Items listed in a dataset:
■ ■ ■ ■

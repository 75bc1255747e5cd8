//! # Closing Report
//!
//! Printable text for a [`DailyClosing`]. Sections appear in this order and
//! the per-user blocks are skipped when empty:
//!
//! ```text
//! header (store, CIERRE DEL DÍA, long date)
//! RESUMEN DE VENTAS
//! VENTAS POR MÉTODO DE PAGO          non-zero methods only
//! RECONCILIACIÓN DE CAJA             DIFERENCIA: +B/0.00 (CUADRA)
//! DESCUENTOS POR USUARIO             optional
//! REEMBOLSOS POR USUARIO             optional
//! RESUMEN POR USUARIO                optional
//! NOTAS                              optional
//! footer (closed at / by)
//! ```

use rust_decimal::Decimal;

use crate::closing::{ClosingState, DailyClosing, UserAttribution};
use crate::layout::{long_date_es, PrintFormat, TextBuilder};
use crate::types::StoreInfo;

pub fn render_closing_report(closing: &DailyClosing, store: &StoreInfo, format: &PrintFormat) -> String {
    let report = &closing.report;
    let money = |amount| format.money(amount);
    let mut out = TextBuilder::new(format.width);

    out.blank();
    out.center(&store.name);
    out.center("CIERRE DEL DÍA");
    out.blank();
    out.eq_sep();
    out.center(&long_date_es(report.date));
    out.eq_sep();
    out.blank();

    out.line("RESUMEN DE VENTAS");
    out.dash_sep();
    out.pair("Total de Órdenes:", &report.order_count.to_string());
    out.pair("Ventas Brutas:", &money(report.total_sales));
    out.pair("Descuentos:", &format!("-{}", money(report.total_discounts)));
    out.pair("Reembolsos:", &format!("-{}", money(report.total_refunds)));
    out.dash_sep();
    out.pair("VENTAS NETAS:", &money(report.net_sales));
    out.blank();

    out.line("VENTAS POR MÉTODO DE PAGO");
    out.dash_sep();
    for (method, amount) in &report.sales_by_method {
        if amount.is_positive() {
            out.pair(&format!("  {}:", method.report_label()), &money(*amount));
        }
    }
    out.blank();

    out.line("RECONCILIACIÓN DE CAJA");
    out.dash_sep();
    out.pair("Balance Apertura:", &money(report.opening_balance));
    out.pair("+ Ventas Efectivo:", &money(report.cash_sales));
    if report.cash_refunds.is_positive() {
        out.pair("- Reembolsos Efectivo:", &money(report.cash_refunds));
    }
    out.pair("Efectivo Esperado:", &money(report.expected_cash));
    out.pair("Efectivo Contado:", &money(report.counted_cash));
    out.dash_sep();
    let variance = if report.variance.rounded() < Decimal::ZERO {
        money(report.variance)
    } else {
        format!("+{}", money(report.variance))
    };
    out.pair(
        "DIFERENCIA:",
        &format!("{} ({})", variance, report.variance_status.label()),
    );
    out.blank();

    if !report.discounts_by_user.is_empty() {
        out.line("DESCUENTOS POR USUARIO");
        out.dash_sep();
        attribution_block(&mut out, &report.discounts_by_user, format, false);
        out.blank();
    }

    if !report.refunds_by_user.is_empty() {
        out.line("REEMBOLSOS POR USUARIO");
        out.dash_sep();
        attribution_block(&mut out, &report.refunds_by_user, format, true);
        out.blank();
    }

    if !report.activity_by_user.is_empty() {
        out.line("RESUMEN POR USUARIO");
        out.dash_sep();
        for user in &report.activity_by_user {
            out.indented("  ", &user.user_name);
            out.line(format!(
                "    Órdenes: {} | Ventas: {}",
                user.orders,
                money(user.sales)
            ));
            if user.discounts.is_positive() || user.refunds.is_positive() {
                out.line(format!(
                    "    Desc: -{} | Reemb: -{}",
                    money(user.discounts),
                    money(user.refunds)
                ));
            }
        }
        out.blank();
    }

    if let Some(notes) = closing.notes.as_deref() {
        out.line("NOTAS");
        out.dash_sep();
        for paragraph in notes.lines() {
            out.wrapped(paragraph);
        }
        out.blank();
    }

    out.eq_sep();
    if let ClosingState::Closed { closed_at, closed_by } = &closing.state {
        let local = closed_at.with_timezone(&format.utc_offset);
        out.center(&format!("Cerrado: {}", local.format("%m/%d/%Y, %I:%M:%S %p")));
        out.center(&format!("Por: {}", closed_by));
    }
    out.blank();
    out.center("*** FIN DEL REPORTE ***");
    out.blank();
    out.blank();
    out.blank();

    out.finish()
}

fn attribution_block(
    out: &mut TextBuilder,
    users: &[UserAttribution],
    format: &PrintFormat,
    with_reason: bool,
) {
    for user in users {
        out.pair(&format!("  {}:", user.user_name), &format.money(user.total));
        for detail in &user.details {
            out.line(format!(
                "    #{}: -{}",
                detail.order_number,
                format.money(detail.amount)
            ));
            if with_reason {
                out.indented("      ", &format!("Razón: {}", detail.reason));
            }
        }
    }
}

// =============================================================================
// Unit Tests
// =============================================================================

#[cfg(test)]
mod tests {
    use super::*;
    use crate::closing::{compute_daily_closing, CashCount, Denomination};
    use crate::money::Money;
    use crate::order::tests::sample_order;
    use crate::order::{Order, OrderStatus};
    use crate::types::PaymentMethod;
    use chrono::{NaiveDate, TimeZone, Utc};

    fn day() -> NaiveDate {
        NaiveDate::from_ymd_opt(2024, 3, 15).unwrap()
    }

    fn orders() -> Vec<Order> {
        let mut cash = sample_order(150, PaymentMethod::Cash);
        cash.user_id = Some("u-1".into());
        cash.user_name = Some("María".into());
        cash.discount_amount = Money::from_units(5);

        let mut card = sample_order(80, PaymentMethod::Card);
        card.order_number = 3482;
        card.user_id = Some("u-1".into());
        card.user_name = Some("María".into());

        let mut refunded = sample_order(20, PaymentMethod::Cash);
        refunded.order_number = 3483;
        refunded.status = OrderStatus::Refunded;
        vec![cash, card, refunded]
    }

    fn closing() -> DailyClosing {
        let count = CashCount::new()
            .with(Denomination::Bill100, 2)
            .with(Denomination::Bill20, 1)
            .with(Denomination::Bill5, 1);
        let format = PrintFormat::default();
        let report = compute_daily_closing(&orders(), day(), format.utc_offset, Money::from_units(100), &count, &[]);
        DailyClosing::open(report, count, Some("Faltó cambio en la mañana".into()))
    }

    fn render(closing: &DailyClosing) -> String {
        render_closing_report(closing, &StoreInfo::default(), &PrintFormat::default())
    }

    fn line<'a>(text: &'a str, label: &str) -> &'a str {
        text.lines()
            .find(|l| l.starts_with(label))
            .unwrap_or_else(|| panic!("missing {label}"))
    }

    #[test]
    fn test_report_sections() {
        let text = render(&closing());
        assert!(text.contains("CIERRE DEL DÍA"));
        assert!(text.contains("viernes, 15 de marzo de 2024"));
        assert!(line(&text, "Total de Órdenes:").ends_with(" 3"));
        assert!(line(&text, "Ventas Brutas:").ends_with("B/250.00"));
        assert!(line(&text, "Descuentos:").ends_with("-B/5.00"));
        assert!(line(&text, "Reembolsos:").ends_with("-B/20.00"));
        assert!(line(&text, "VENTAS NETAS:").ends_with("B/230.00"));
        assert!(line(&text, "  Tarjeta:").ends_with("B/80.00"));
        assert!(!text.contains("  Yappy:"));
        assert!(text.contains("*** FIN DEL REPORTE ***"));
        assert!(text.contains("NOTAS\n"));
    }

    #[test]
    fn test_reconciliation_lines() {
        let text = render(&closing());
        // 100 + 170 cash - 20 refund = 250 expected, 225 counted
        assert!(line(&text, "+ Ventas Efectivo:").ends_with("B/170.00"));
        assert!(line(&text, "- Reembolsos Efectivo:").ends_with("B/20.00"));
        assert!(line(&text, "Efectivo Esperado:").ends_with("B/250.00"));
        assert!(line(&text, "Efectivo Contado:").ends_with("B/225.00"));
        assert!(line(&text, "DIFERENCIA:").ends_with("B/-25.00 (REVISAR)"));
    }

    #[test]
    fn test_balanced_variance_gets_plus_sign() {
        let count = CashCount::new().with(Denomination::Bill100, 1);
        let report = compute_daily_closing(&[], day(), PrintFormat::default().utc_offset, Money::from_units(100), &count, &[]);
        let text = render(&DailyClosing::open(report, count, None));
        assert!(line(&text, "DIFERENCIA:").ends_with("+B/0.00 (CUADRA)"));
        assert!(!text.contains("RESUMEN POR USUARIO"));
        assert!(!text.contains("NOTAS"));
    }

    #[test]
    fn test_user_sections() {
        let text = render(&closing());
        assert!(text.contains("DESCUENTOS POR USUARIO"));
        assert!(text.contains("    #3481: -B/5.00"));
        assert!(text.contains("REEMBOLSOS POR USUARIO"));
        assert!(text.contains("    #3483: -B/20.00"));
        assert!(text.contains("      Razón: Sin especificar"));
        assert!(text.contains("    Órdenes: 2 | Ventas: B/230.00"));
        assert!(text.contains("    Desc: -B/5.00 | Reemb: -B/0.00"));
    }

    #[test]
    fn test_closed_footer() {
        let mut closing = closing();
        let closed_at = Utc.with_ymd_and_hms(2024, 3, 16, 1, 15, 0).unwrap();
        closing.close("María", closed_at, true).unwrap();
        let text = render(&closing);
        assert!(text.contains("Cerrado: 03/15/2024, 08:15:00 PM"));
        assert!(text.contains("Por: María"));
        for l in text.lines() {
            assert!(l.chars().count() <= 48, "overflow: {l:?}");
        }
    }

    #[test]
    fn test_long_operator_names_wrap() {
        let long_name = "María Fernanda de los Ángeles Gutiérrez Castillo";
        let mut orders = orders();
        for order in orders.iter_mut() {
            order.user_id = Some("u-9".into());
            order.user_name = Some(long_name.into());
        }
        let count = CashCount::new().with(Denomination::Bill100, 2);
        let report = compute_daily_closing(&orders, day(), PrintFormat::default().utc_offset, Money::from_units(100), &count, &[]);
        let mut closing = DailyClosing::open(report, count, None);
        let closed_at = Utc.with_ymd_and_hms(2024, 3, 16, 1, 15, 0).unwrap();
        closing.close(long_name, closed_at, true).unwrap();

        let text = render(&closing);
        assert!(text.contains("RESUMEN POR USUARIO"));
        assert!(text.contains("  María Fernanda"));
        for l in text.lines() {
            assert!(l.chars().count() <= 48, "overflow: {l:?}");
        }
    }

    #[test]
    fn test_report_output_is_byte_identical_for_same_inputs() {
        assert_eq!(render(&closing()), render(&closing()));
    }
}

■ ■ ■ ■

- **EXERCISE BRIEF**
An answer consisting of the number alone is required: how many lines in the entries hold the string "Some"?

- **OUTPUT OF THE EXERCISE**
8